- [What is being asked]: From the entries, copy every line that carries the string "immutable".

- [Collected data entries]:
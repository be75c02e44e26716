//! Class names of the virtualization namespace used by this crate and its callers.

pub const COMPUTER_SYSTEM: &str = "Msvm_ComputerSystem";
pub const SYSTEM_SETTINGS: &str = "Msvm_VirtualSystemSettingData";
pub const MEMORY_SETTINGS: &str = "Msvm_MemorySettingData";
pub const PROCESSOR_SETTINGS: &str = "Msvm_ProcessorSettingData";
pub const STORAGE_ALLOCATION: &str = "Msvm_StorageAllocationSettingData";
pub const SYNTHETIC_ETHERNET_PORT: &str = "Msvm_SyntheticEthernetPortSettingData";
pub const ETHERNET_PORT_ALLOCATION: &str = "Msvm_EthernetPortAllocationSettingData";
pub const PORT_VLAN_SETTINGS: &str = "Msvm_EthernetSwitchPortVlanSettingData";
pub const PORT_SECURITY_SETTINGS: &str = "Msvm_EthernetSwitchPortSecuritySettingData";
pub const PORT_OFFLOAD_SETTINGS: &str = "Msvm_EthernetSwitchPortOffloadSettingData";
pub const GUEST_NETWORK_CONFIGURATION: &str = "Msvm_GuestNetworkAdapterConfiguration";
pub const VIRTUAL_SWITCH: &str = "Msvm_VirtualEthernetSwitch";
pub const SWITCH_SETTINGS: &str = "Msvm_VirtualEthernetSwitchSettingData";
pub const EXTERNAL_ETHERNET_PORT: &str = "Msvm_ExternalEthernetPort";
pub const HARD_DISK_SETTINGS: &str = "Msvm_VirtualHardDiskSettingData";
pub const CONCRETE_JOB: &str = "Msvm_ConcreteJob";
pub const DATA_FILE: &str = "CIM_DataFile";

/// `Caption` of guest computer systems.
pub const VIRTUAL_MACHINE_CAPTION: &str = "Virtual Machine";
/// `Caption` of the computer system representing the host itself.
pub const HOST_CAPTION: &str = "Hosting Computer System";

/// `ResourceType` of storage allocations holding a virtual hard disk.
pub const RESOURCE_TYPE_LOGICAL_DISK: u64 = 31;
pub const SUBTYPE_VIRTUAL_HARD_DISK: &str = "Microsoft:Hyper-V:Virtual Hard Disk";
pub const SUBTYPE_SYNTHETIC_ETHERNET: &str = "Microsoft:Hyper-V:Synthetic Ethernet Port";
pub const SUBTYPE_GENERATION_1: &str = "Microsoft:Hyper-V:SubType:1";
pub const SUBTYPE_GENERATION_2: &str = "Microsoft:Hyper-V:SubType:2";
//! Virtual switch reconciler.
//!
//! The switch type is not stored on the host. It follows from the switch's
//! port allocations: a port on a physical NIC makes it external, a port on
//! the host's own computer system gives the management OS access.

use async_trait::async_trait;
use hyperv_mgmt::method::{AddResourceSettings, DefineSystem, DestroySystem, ModifySystemSettings, RemoveResourceSettings};
use hyperv_mgmt::{EmbeddedObject, Instance, ObjectPath, Properties, Query, ServiceRole, classes};
use tracing::{debug, info};

use super::{Changes, Reconciler};
use crate::context::{ReconcileContext, RemoteScope};
use crate::error::{ReconcileError, Result};
use crate::resources::virtual_switch::SwitchType;
use crate::resources::{ResourceKind, VirtualSwitchInputs, identity};

pub struct VirtualSwitchReconciler;

/// A switch with its settings and port allocations.
struct SwitchRef {
    system: Instance,
    settings: Instance,
    ports: Vec<Instance>,
}

impl SwitchRef {
    fn port_to(&self, class: &str) -> Option<&Instance> {
        self.ports.iter().find(|port| {
            port.get_strings("HostResource")
                .first()
                .is_some_and(|resource| ObjectPath::new(resource.clone()).class() == class)
        })
    }

    fn external_port(&self) -> Option<&Instance> {
        self.port_to(classes::EXTERNAL_ETHERNET_PORT)
    }

    fn internal_port(&self) -> Option<&Instance> {
        self.port_to(classes::COMPUTER_SYSTEM)
    }
}

fn invalid(id: &str, reason: impl Into<String>) -> ReconcileError {
    ReconcileError::InvalidInput {
        kind: ResourceKind::VirtualSwitch,
        id: id.to_string(),
        reason: reason.into(),
    }
}

fn switch_type(id: &str, inputs: &VirtualSwitchInputs) -> Result<SwitchType> {
    let value = inputs
        .switch_type
        .as_deref()
        .ok_or_else(|| invalid(id, "switchType is required"))?;
    let switch_type =
        SwitchType::parse(value).ok_or_else(|| invalid(id, format!("unknown switch type '{value}'")))?;
    if switch_type == SwitchType::External && inputs.net_adapter_name.as_deref().is_none_or(str::is_empty) {
        return Err(invalid(id, "netAdapterName is required for external switches"));
    }
    Ok(switch_type)
}

/// Internal switches always reach the management OS, external ones on request.
fn wants_internal_port(switch_type: SwitchType, inputs: &VirtualSwitchInputs) -> bool {
    match switch_type {
        SwitchType::Internal => true,
        SwitchType::External => inputs.allow_management_os.unwrap_or(false),
        SwitchType::Private => false,
    }
}

fn port_settings(name: String, resource: &ObjectPath) -> EmbeddedObject {
    EmbeddedObject::new(classes::ETHERNET_PORT_ALLOCATION)
        .with("ElementName", name)
        .with("HostResource", vec![resource.as_str().to_string()])
}

fn declared_view(id: &str, switch_type: SwitchType, inputs: &VirtualSwitchInputs) -> VirtualSwitchInputs {
    let mut filled = inputs.clone();
    filled.name = Some(id.to_string());
    filled.switch_type = Some(switch_type.as_str().to_string());
    filled.allow_management_os = Some(wants_internal_port(switch_type, inputs));
    filled
}

async fn find_switch(scope: &RemoteScope<'_>, name: &str) -> Result<Option<SwitchRef>> {
    let Some(system) = scope
        .find(&Query::by_name(classes::VIRTUAL_SWITCH, "ElementName", name))
        .await?
    else {
        return Ok(None);
    };
    let id = system.get_str("Name").unwrap_or_default().to_string();
    let settings = scope
        .find(&Query::by_name(classes::SWITCH_SETTINGS, "VirtualSystemIdentifier", &id))
        .await?
        .ok_or_else(|| scope.unexpected("ExecQuery", format!("switch '{name}' has no settings")))?;
    let ports = scope
        .find_all(&Query::all(classes::ETHERNET_PORT_ALLOCATION).contains("InstanceID", &id))
        .await?;
    Ok(Some(SwitchRef {
        system,
        settings,
        ports,
    }))
}

async fn host_system(scope: &RemoteScope<'_>) -> Result<ObjectPath> {
    scope
        .find(&Query::by_name(classes::COMPUTER_SYSTEM, "Caption", classes::HOST_CAPTION))
        .await?
        .map(|host| host.path().clone())
        .ok_or_else(|| scope.unexpected("ExecQuery", "host computer system not found"))
}

async fn internal_port(scope: &RemoteScope<'_>) -> Result<EmbeddedObject> {
    let host = host_system(scope).await?;
    Ok(port_settings(format!("{}_Internal", scope.id()), &host))
}

async fn observe(scope: &RemoteScope<'_>, switch: &SwitchRef, declared: &VirtualSwitchInputs) -> Result<VirtualSwitchInputs> {
    let mut observed = declared.clone();
    observed.name = switch.system.get_str("ElementName").map(str::to_string).or(observed.name);
    observed.notes = switch.settings.get_strings("Notes").into_iter().next();

    let internal = switch.internal_port().is_some();
    let switch_type = match switch.external_port() {
        Some(port) => {
            if let Some(resource) = port.get_strings("HostResource").into_iter().next() {
                if let Some(nic) = scope.get(ObjectPath::new(resource)).await? {
                    observed.net_adapter_name = nic.get_str("ElementName").map(str::to_string);
                }
            }
            SwitchType::External
        }
        None if internal => SwitchType::Internal,
        None => SwitchType::Private,
    };
    observed.switch_type = Some(switch_type.as_str().to_string());
    observed.allow_management_os = Some(internal);
    Ok(observed)
}

impl VirtualSwitchReconciler {
    async fn create_in(
        &self,
        scope: &RemoteScope<'_>,
        switch_type: SwitchType,
        inputs: &VirtualSwitchInputs,
    ) -> Result<VirtualSwitchInputs> {
        let id = scope.id();
        if let Some(switch) = find_switch(scope, id).await? {
            scope.audit().resource_already_present(Self::KIND, id);
            return observe(scope, &switch, inputs).await;
        }

        let mut ports = Vec::new();
        if switch_type == SwitchType::External {
            let nic_name = inputs.net_adapter_name.as_deref().unwrap_or_default();
            let nic = scope
                .find(&Query::by_name(classes::EXTERNAL_ETHERNET_PORT, "ElementName", nic_name))
                .await?
                .ok_or_else(|| scope.invalid(format!("network adapter '{nic_name}' not found on host")))?;
            ports.push(port_settings(format!("{id}_External"), nic.path()));
        }
        if wants_internal_port(switch_type, inputs) {
            ports.push(internal_port(scope).await?);
        }

        let settings = EmbeddedObject::new(classes::SWITCH_SETTINGS)
            .with("ElementName", id)
            .with_opt("Notes", inputs.notes.clone().map(|notes| vec![notes]));
        let service = scope.service(ServiceRole::SwitchManagement).await?;
        scope
            .call(
                &service,
                &DefineSystem {
                    system_settings: settings,
                    resource_settings: ports,
                    reference_configuration: None,
                },
            )
            .await?;
        scope.audit().resource_created(Self::KIND, id);
        Ok(declared_view(id, switch_type, inputs))
    }

    async fn read_in(
        &self,
        scope: &RemoteScope<'_>,
        switch_type: Option<SwitchType>,
        inputs: &VirtualSwitchInputs,
    ) -> Result<VirtualSwitchInputs> {
        match find_switch(scope, scope.id()).await? {
            Some(switch) => observe(scope, &switch, inputs).await,
            None => Ok(match switch_type {
                Some(switch_type) => declared_view(scope.id(), switch_type, inputs),
                None => inputs.clone(),
            }),
        }
    }

    async fn update_in(
        &self,
        scope: &RemoteScope<'_>,
        switch_type: SwitchType,
        news: &VirtualSwitchInputs,
        changes: &Changes,
    ) -> Result<VirtualSwitchInputs> {
        let id = scope.id();
        let switch = find_switch(scope, id).await?.ok_or_else(|| scope.missing())?;
        let service = scope.service(ServiceRole::SwitchManagement).await?;

        if changes.has("notes") {
            let settings = EmbeddedObject::new(classes::SWITCH_SETTINGS)
                .with("InstanceID", switch.settings.get_str("InstanceID").unwrap_or_default())
                .with("Notes", news.notes.clone().into_iter().collect::<Vec<_>>());
            scope
                .call(
                    &service,
                    &ModifySystemSettings {
                        system_settings: settings,
                    },
                )
                .await?;
        }

        if changes.has("managementOs") {
            match (wants_internal_port(switch_type, news), switch.internal_port()) {
                (true, None) => {
                    let port = internal_port(scope).await?;
                    scope
                        .call(
                            &service,
                            &AddResourceSettings {
                                affected_configuration: switch.settings.path().clone(),
                                resource_settings: vec![port],
                            },
                        )
                        .await?;
                }
                (false, Some(port)) => {
                    scope
                        .call(
                            &service,
                            &RemoveResourceSettings {
                                resource_settings: vec![port.path().clone()],
                            },
                        )
                        .await?;
                }
                _ => debug!(switch = id, "Management OS port already as declared"),
            }
        }

        scope.audit().resource_updated(Self::KIND, id, changes.groups());
        Ok(declared_view(id, switch_type, news))
    }

    async fn delete_in(&self, scope: &RemoteScope<'_>) -> Result<()> {
        let id = scope.id();
        let Some(switch) = find_switch(scope, id).await? else {
            scope.audit().resource_already_absent(Self::KIND, id);
            return Ok(());
        };
        let service = scope.service(ServiceRole::SwitchManagement).await?;
        scope
            .call(
                &service,
                &DestroySystem {
                    affected_system: switch.system.path().clone(),
                },
            )
            .await?;
        scope.audit().resource_deleted(Self::KIND, id);
        Ok(())
    }
}

#[async_trait]
impl Reconciler for VirtualSwitchReconciler {
    const KIND: ResourceKind = ResourceKind::VirtualSwitch;
    type Inputs = VirtualSwitchInputs;
    type Outputs = VirtualSwitchInputs;

    fn identity(&self, inputs: &Self::Inputs, fallback: &str) -> String {
        identity(inputs.name.as_deref(), fallback)
    }

    async fn create(
        &self,
        ctx: &ReconcileContext,
        name: &str,
        inputs: &Self::Inputs,
        dry_run: bool,
    ) -> Result<(String, Self::Outputs)> {
        let id = self.identity(inputs, name);
        let switch_type = switch_type(&id, inputs)?;
        if dry_run {
            return Ok((id.clone(), declared_view(&id, switch_type, inputs)));
        }
        info!("Reconciling virtual switch {} ({})", id, switch_type.as_str());

        let session = ctx.open(Self::KIND, &id).await?;
        let result = self
            .create_in(&ctx.scope(&session, Self::KIND, &id), switch_type, inputs)
            .await;
        ctx.close(session).await;
        Ok((id, result?))
    }

    async fn read(
        &self,
        ctx: &ReconcileContext,
        id: &str,
        inputs: &Self::Inputs,
        dry_run: bool,
    ) -> Result<(String, Self::Outputs)> {
        let switch_type = inputs.switch_type.as_deref().and_then(SwitchType::parse);
        if dry_run {
            let view = match switch_type {
                Some(switch_type) => declared_view(id, switch_type, inputs),
                None => inputs.clone(),
            };
            return Ok((id.to_string(), view));
        }

        let session = ctx.open(Self::KIND, id).await?;
        let result = self
            .read_in(&ctx.scope(&session, Self::KIND, id), switch_type, inputs)
            .await;
        ctx.close(session).await;
        Ok((id.to_string(), result?))
    }

    async fn update(
        &self,
        ctx: &ReconcileContext,
        id: &str,
        olds: &Self::Outputs,
        news: &Self::Inputs,
        dry_run: bool,
    ) -> Result<Self::Outputs> {
        let immutable = |field| ReconcileError::Immutable {
            kind: Self::KIND,
            id: id.to_string(),
            field,
        };
        let switch_type = switch_type(id, news)?;
        if olds.switch_type.as_deref().and_then(SwitchType::parse) != Some(switch_type) {
            return Err(immutable("switchType"));
        }
        if switch_type == SwitchType::External && olds.net_adapter_name != news.net_adapter_name {
            return Err(immutable("netAdapterName"));
        }
        if news.name.as_deref().is_some_and(|name| name != id) {
            return Err(immutable("name"));
        }

        let mut changes = Changes::default();
        changes.mark("notes", olds.notes != news.notes);
        changes.mark(
            "managementOs",
            switch_type == SwitchType::External
                && olds.allow_management_os.unwrap_or(false) != news.allow_management_os.unwrap_or(false),
        );
        if dry_run || changes.is_empty() {
            return Ok(declared_view(id, switch_type, news));
        }
        info!("Reconciling virtual switch {} ({})", id, changes.groups().join(", "));

        let session = ctx.open(Self::KIND, id).await?;
        let result = self
            .update_in(&ctx.scope(&session, Self::KIND, id), switch_type, news, &changes)
            .await;
        ctx.close(session).await;
        result
    }

    async fn delete(&self, ctx: &ReconcileContext, id: &str, _outputs: &Self::Outputs, dry_run: bool) -> Result<()> {
        if dry_run {
            return Ok(());
        }
        info!("Finalizing (deleting) virtual switch {}", id);

        let session = ctx.open(Self::KIND, id).await?;
        let result = self.delete_in(&ctx.scope(&session, Self::KIND, id)).await;
        ctx.close(session).await;
        result
    }
}

#[cfg(test)]
mod tests {
    use super::*;

    #[test]
    fn test_switch_type_validation() {
        let external = VirtualSwitchInputs {
            switch_type: Some("external".into()),
            ..Default::default()
        };
        let err = switch_type("lan", &external).unwrap_err();
        assert!(err.to_string().contains("netAdapterName"));

        let missing = VirtualSwitchInputs::default();
        assert!(switch_type("lan", &missing).is_err());

        let private = VirtualSwitchInputs {
            switch_type: Some("Private".into()),
            allow_management_os: Some(true),
            ..Default::default()
        };
        assert_eq!(switch_type("lan", &private).unwrap(), SwitchType::Private);
        assert!(!wants_internal_port(SwitchType::Private, &private));
        assert!(wants_internal_port(SwitchType::Internal, &VirtualSwitchInputs::default()));
    }
}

- [Exercise result]:
        let immutable = |field| ReconcileError::Immutable {
            return Err(immutable("switchType"));
            return Err(immutable("netAdapterName"));
            return Err(immutable("name"));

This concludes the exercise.